Saved data entries

──────

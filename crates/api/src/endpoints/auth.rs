//! Authentication endpoints.

use axum::{
    extract::State,
    routing::{get, post},
    Json, Router,
};
use serde::{Deserialize, Serialize};

use galerie_common::AppResult;
use galerie_core::CreateUserInput;

use crate::{extractors::AuthUser, middleware::AppState, response::ApiResponse};

/// Signup request.
#[derive(Debug, Deserialize)]
pub struct SignupRequest {
    pub username: String,
    pub email: String,
    pub password: String,
}

/// Signup response.
#[derive(Serialize)]
pub struct SignupResponse {
    pub id: String,
    pub username: String,
    pub token: String,
}

/// Create a new account.
async fn signup(
    State(state): State<AppState>,
    Json(req): Json<SignupRequest>,
) -> AppResult<ApiResponse<SignupResponse>> {
    let user = state
        .user_service
        .register(CreateUserInput {
            username: req.username,
            email: req.email,
            password: req.password,
        })
        .await?;

    Ok(ApiResponse::ok(SignupResponse {
        id: user.id.clone(),
        username: user.username,
        token: user.token.unwrap_or_default(),
    }))
}

/// Signin request.
#[derive(Debug, Deserialize)]
pub struct SigninRequest {
    pub username: String,
    pub password: String,
}

/// Signin response.
#[derive(Serialize)]
pub struct SigninResponse {
    pub id: String,
    pub username: String,
    pub token: String,
}

/// Sign in to an existing account.
async fn signin(
    State(state): State<AppState>,
    Json(req): Json<SigninRequest>,
) -> AppResult<ApiResponse<SigninResponse>> {
    let (user, token) = state
        .user_service
        .login(&req.username, &req.password)
        .await?;

    Ok(ApiResponse::ok(SigninResponse {
        id: user.id,
        username: user.username,
        token,
    }))
}

/// Current-account response.
#[derive(Serialize)]
pub struct MeResponse {
    pub id: String,
    pub username: String,
    pub email: String,
}

/// The account behind the presented token.
async fn me(AuthUser(user): AuthUser) -> AppResult<ApiResponse<MeResponse>> {
    Ok(ApiResponse::ok(MeResponse {
        id: user.id,
        username: user.username,
        email: user.email,
    }))
}

/// Signout response.
#[derive(Serialize)]
pub struct SignoutResponse {
    pub ok: bool,
}

/// Invalidate the current token.
async fn signout(
    AuthUser(user): AuthUser,
    State(state): State<AppState>,
) -> AppResult<ApiResponse<SignoutResponse>> {
    state.user_service.logout(&user).await?;
    Ok(ApiResponse::ok(SignoutResponse { ok: true }))
}

pub fn router() -> Router<AppState> {
    Router::new()
        .route("/signup", post(signup))
        .route("/signin", post(signin))
        .route("/signout", post(signout))
        .route("/me", get(me))
}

──────

▸ PROBLEM DESCRIPTION
Count the lines in the records that include the word "struct". Report the total alone.

▸ RESULT OF THE TASK
6